Quick start: Tensorflow CI mode with example APIs

For example, to run the fuzzer for Tensorflow CI mode with example APIs, use the following commands (you need to create the workdir folder first):

mkdir /home/workdir/

bash run_fuzzer.sh tensorflow ./example_constr/tf2.1 ./configs/ci.config | tee /home/workdir/tf_ci.log

This process generates thousands of test cases for each API and may take a long while.

The script run_fuzzer.sh calls the fuzzer and takes three parameters:

    1. Target library name. One of tensorflow, pytorch, or mxnet.
    1. Constraint folder path. Again, we prepare 10 APIs for each libaray as toy examples. The example constraints (APIs) and all constraints (APIs) can be found at: :
    • Tensorflow (example APIs): ./example_constr/tf2.1/
    • PyTorch (example APIs): ./example_constr/pt1.5/
    • MXNet (example APIs): ./example_constr/mx1.6/
    • Tensorflow (all APIs): ./all_constr/tf2.1/
    • PyTorch (all APIs): ./all_constr/pt1.5/
    • MXNet (all APIs): ./all_constr/mx1.6/
    1. The configuration file. We prepare config files for the baseline, CI, and VI mode located at:
    • Baseline: ./configs/baseline.config
    • CI mode: ./configs/ci.config
    • VI mode: ./configs/vi.config

Time: For each library, it takes the fuzzer 9-27 min to finish for only the example APIs, and 40-90 hours for all APIs.

Step 2.2: Get bug list

After the fuzzing procedure, to get a list of unexpected behaviors, use the following command if it is Tensorflow CI mode:

bash scripts/prepare_bug_list.sh /home/workdir/tensorflow/conform_constr/

The folder /home/workdir/tensorflow/conform_constr/ was created by the fuzzer in Step 2.1. For other library or mode, replace the folder path with the corresponding path.

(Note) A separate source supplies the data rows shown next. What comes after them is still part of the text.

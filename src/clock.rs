//! Time abstraction for the registry core.
//!
//! Liveness aging and ID recycling are driven entirely by elapsed monotonic
//! time, so the clock is a trait seam: production uses the system clock, the
//! test suite swaps in a manually advanced one and replays whole lifecycles
//! in microseconds.

use chrono::{DateTime, Utc};
use parking_lot::Mutex;
use std::time::Instant;

/// Monotonic + wall-clock time source.
///
/// Monotonic readings are milliseconds since an arbitrary origin. They are
/// only ever compared against each other (heartbeat deltas, reservation
/// ages), never interpreted as wall time.
pub trait Clock: Send + Sync {
    /// Milliseconds on the monotonic clock.
    fn mono_ms(&self) -> u64;

    /// Current wall-clock time.
    fn wall(&self) -> DateTime<Utc>;
}

/// Production clock backed by `Instant` and `chrono::Utc`.
pub struct SystemClock {
    origin: Instant,
}

impl SystemClock {
    pub fn new() -> Self {
        Self {
            origin: Instant::now(),
        }
    }
}

impl Default for SystemClock {
    fn default() -> Self {
        Self::new()
    }
}

impl Clock for SystemClock {
    fn mono_ms(&self) -> u64 {
        self.origin.elapsed().as_millis() as u64
    }

    fn wall(&self) -> DateTime<Utc> {
        Utc::now()
    }
}

/// Manually advanced clock for tests.
///
/// Wall time tracks the monotonic offset from a fixed epoch so that
/// wall-clock-based logic (registration dedup, `updatedAt`) moves in step
/// with monotonic advances.
pub struct ManualClock {
    state: Mutex<ManualState>,
}

struct ManualState {
    mono_ms: u64,
    wall_origin: DateTime<Utc>,
}

impl ManualClock {
    pub fn new() -> Self {
        Self {
            state: Mutex::new(ManualState {
                mono_ms: 0,
                wall_origin: Utc::now(),
            }),
        }
    }

    /// Advance both clocks by the given number of milliseconds.
    pub fn advance_ms(&self, ms: u64) {
        self.state.lock().mono_ms += ms;
    }

    /// Advance both clocks by whole seconds.
    pub fn advance_secs(&self, secs: u64) {
        self.advance_ms(secs * 1000);
    }
}

impl Default for ManualClock {
    fn default() -> Self {
        Self::new()
    }
}

impl Clock for ManualClock {
    fn mono_ms(&self) -> u64 {
        self.state.lock().mono_ms
    }

    fn wall(&self) -> DateTime<Utc> {
        let state = self.state.lock();
        state.wall_origin + chrono::Duration::milliseconds(state.mono_ms as i64)
    }
}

Then, you will find a file called bug_list generated in:

/home/workdir/tensorflow/conform_constr/bug_list

The file is in csv format and lists all the unexpected behaviors.

Specifically, we only consider/collect:

    1. Segmentation fault
    1. Floating point exceptions
    1. Abort
    1. Bus errors

Step 2.3: Reproduce a bug

In the file bug_list, the last column, i.e., the Input column, is the path to the script which takes record of the buggy inputs. To reproduce a bug, simply run the script:

bash <path to the script>

For example,

(This is just an example. This particular bug is not guaranteed to be detected at each run. And the path and folder name may vary depending on the target library (e.g., tensorflow) and the mode. To reproduce a particular bug, copy the last column from the file bug_list)

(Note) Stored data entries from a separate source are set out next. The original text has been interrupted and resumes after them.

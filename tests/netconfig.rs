//! Network configuration distribution: apply/refresh semantics, the bus
//! request/response surface, and the SQLite-backed catalog.

mod common;

use common::Harness;
use chrono::Utc;
use rosterd::bus::{Bus, Envelope, channels};
use rosterd::netconfig::store::{ProfileStore, SqliteStore};
use rosterd::netconfig::{NetworkProfile, default_profile};
use std::time::Duration;

fn profile(id: &str, tag: &str) -> NetworkProfile {
    NetworkProfile {
        profile_id: id.to_string(),
        tag: tag.to_string(),
        ..default_profile(Utc::now())
    }
}

#[tokio::test]
async fn apply_broadcasts_after_swap() {
    let harness = Harness::new();
    harness.store.save(&profile("default", "DEFAULT")).await.unwrap();
    harness.store.save(&profile("winter", "WINTER")).await.unwrap();
    harness.supervisor.netconfig.initialize().await.unwrap();

    let mut updates = harness.bus.subscribe(channels::CONFIG_UPDATED);
    harness.supervisor.netconfig.apply_profile("winter").await.unwrap();

    let envelope = tokio::time::timeout(Duration::from_secs(2), updates.recv())
        .await
        .expect("update broadcast timed out")
        .unwrap();
    assert_eq!(envelope.payload["profileId"], "winter");
    assert_eq!(
        harness
            .supervisor
            .netconfig
            .get_active_profile()
            .unwrap()
            .profile_id,
        "winter"
    );
}

#[tokio::test]
async fn invalid_profile_is_rejected_without_broadcast() {
    let harness = Harness::new();
    harness.store.save(&profile("default", "DEFAULT")).await.unwrap();
    let mut broken = profile("broken", "BROKEN");
    broken.scoreboard.title = None;
    harness.store.save(&broken).await.unwrap();
    harness.supervisor.netconfig.initialize().await.unwrap();
    harness.supervisor.netconfig.apply_profile("default").await.unwrap();

    let mut updates = harness.bus.subscribe(channels::CONFIG_UPDATED);
    let err = harness
        .supervisor
        .netconfig
        .apply_profile("broken")
        .await
        .unwrap_err();
    match err {
        rosterd::error::ProfileError::Validation(errors) => {
            assert_eq!(errors, vec!["scoreboard.title is blank".to_string()]);
        }
        other => panic!("expected validation error, got {other:?}"),
    }

    // Active unchanged, nothing broadcast.
    assert_eq!(
        harness
            .supervisor
            .netconfig
            .get_active_profile()
            .unwrap()
            .profile_id,
        "default"
    );
    assert!(updates.try_recv().is_err());
}

#[tokio::test]
async fn empty_catalog_is_seeded_on_startup() {
    let harness = Harness::new();
    harness.supervisor.netconfig.initialize().await.unwrap();

    let profiles = harness.supervisor.netconfig.list_profiles().await.unwrap();
    assert_eq!(profiles.len(), 1);
    assert!(profiles[0].active);
    assert_eq!(profiles[0].profile_id, "default");
}

#[tokio::test]
async fn config_request_over_the_bus_round_trips() {
    let harness = Harness::new();
    harness.store.save(&profile("default", "DEFAULT")).await.unwrap();
    harness.supervisor.netconfig.initialize().await.unwrap();
    harness.supervisor.netconfig.apply_profile("default").await.unwrap();
    harness.supervisor.start().await.unwrap();

    // A node fetches the active profile with request/reply correlation.
    let request = serde_json::json!({"requestId": "req-1", "refresh": false});
    let reply = harness
        .bus
        .request(
            channels::CONFIG_REQUEST,
            channels::CONFIG_RESPONSE,
            Envelope::new(channels::CONFIG_REQUEST, "backend-0", &request).unwrap(),
            Duration::from_secs(2),
        )
        .await
        .unwrap();

    assert_eq!(reply.payload["requestId"], "req-1");
    assert_eq!(reply.payload["ok"], true);
    assert_eq!(reply.payload["profile"]["profileId"], "default");
}

#[tokio::test]
async fn config_request_for_unknown_profile_fails_cleanly() {
    let harness = Harness::new();
    harness.supervisor.netconfig.initialize().await.unwrap();
    harness.supervisor.start().await.unwrap();

    let request = serde_json::json!({"requestId": "req-2", "profileId": "missing"});
    let reply = harness
        .bus
        .request(
            channels::CONFIG_REQUEST,
            channels::CONFIG_RESPONSE,
            Envelope::new(channels::CONFIG_REQUEST, "backend-0", &request).unwrap(),
            Duration::from_secs(2),
        )
        .await
        .unwrap();

    assert_eq!(reply.payload["ok"], false);
    assert_eq!(reply.payload["error"], "profile not found: missing");
    assert!(reply.payload["profile"].is_null());
}

#[tokio::test]
async fn sqlite_catalog_round_trips_documents() {
    let dir = tempfile::tempdir().unwrap();
    let path = dir.path().join("profiles.db");
    let store = SqliteStore::connect(path.to_str().unwrap()).await.unwrap();

    let mut winter = profile("winter", "WINTER");
    winter.motd = vec!["line one".to_string(), "line two".to_string()];
    winter
        .data
        .insert("maintenance".to_string(), serde_json::json!(false));
    store.save(&winter).await.unwrap();
    store.save(&profile("default", "DEFAULT")).await.unwrap();

    let summaries = store.list().await.unwrap();
    assert_eq!(summaries.len(), 2);
    assert_eq!(summaries[0].profile_id, "default");

    let loaded = store.load("winter").await.unwrap().unwrap();
    assert_eq!(loaded.motd, winter.motd);
    assert_eq!(loaded.data["maintenance"], serde_json::json!(false));
    assert_eq!(loaded.ranks.len(), 1);

    assert!(store.load("nope").await.unwrap().is_none());

    // Overwrite keeps a single row per profile.
    winter.tag = "WINTER2".to_string();
    store.save(&winter).await.unwrap();
    let loaded = store.load("winter").await.unwrap().unwrap();
    assert_eq!(loaded.tag, "WINTER2");
    assert_eq!(store.list().await.unwrap().len(), 2);
}

#[tokio::test]
async fn sqlite_active_pointer_is_single_row() {
    use rosterd::netconfig::store::ActivePointer;

    let dir = tempfile::tempdir().unwrap();
    let path = dir.path().join("profiles.db");
    let store = SqliteStore::connect(path.to_str().unwrap()).await.unwrap();

    assert!(store.active_pointer().await.unwrap().is_none());

    let now = Utc::now();
    store
        .set_active(&ActivePointer {
            profile_id: "a".to_string(),
            tag: "A".to_string(),
            updated_at: now,
        })
        .await
        .unwrap();
    store
        .set_active(&ActivePointer {
            profile_id: "b".to_string(),
            tag: "B".to_string(),
            updated_at: now,
        })
        .await
        .unwrap();

    let pointer = store.active_pointer().await.unwrap().unwrap();
    assert_eq!(pointer.profile_id, "b");
    assert_eq!(pointer.updated_at.timestamp_millis(), now.timestamp_millis());
}

#[tokio::test]
async fn concurrent_readers_never_see_a_partial_profile() {
    let harness = Harness::new();
    harness.store.save(&profile("a", "A")).await.unwrap();
    harness.store.save(&profile("b", "B")).await.unwrap();
    harness.supervisor.netconfig.initialize().await.unwrap();
    harness.supervisor.netconfig.apply_profile("a").await.unwrap();

    let netconfig = harness.supervisor.netconfig.clone();
    let reader = tokio::spawn(async move {
        for _ in 0..500 {
            let active = netconfig.get_active_profile().unwrap();
            // Tag always matches the profile it was written with.
            assert_eq!(active.tag.to_lowercase(), active.profile_id);
            tokio::task::yield_now().await;
        }
    });

    for _ in 0..50 {
        harness.supervisor.netconfig.apply_profile("b").await.unwrap();
        harness.supervisor.netconfig.apply_profile("a").await.unwrap();
    }
    reader.await.unwrap();
}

if the path is /home/workdir/tensorflow/conform_constr/tf.keras.layers.AveragePooling3D.yaml_workdir/Floating_Point_Exception_script_record, which indicates that the fuzzer detects a Floating Point Exception with the API tf.keras.layers.AveragePooling3D in Tensorflow CI mode.

To reproduce the bug, run:

bash /home/workdir/tensorflow/conform_constr/tf.keras.layers.AveragePooling3D.yaml_workdir/Floating_Point_Exception_script_record

Then, you can see the inputs causing the corresponding buggy behavior, in this case, Floating Point Exception.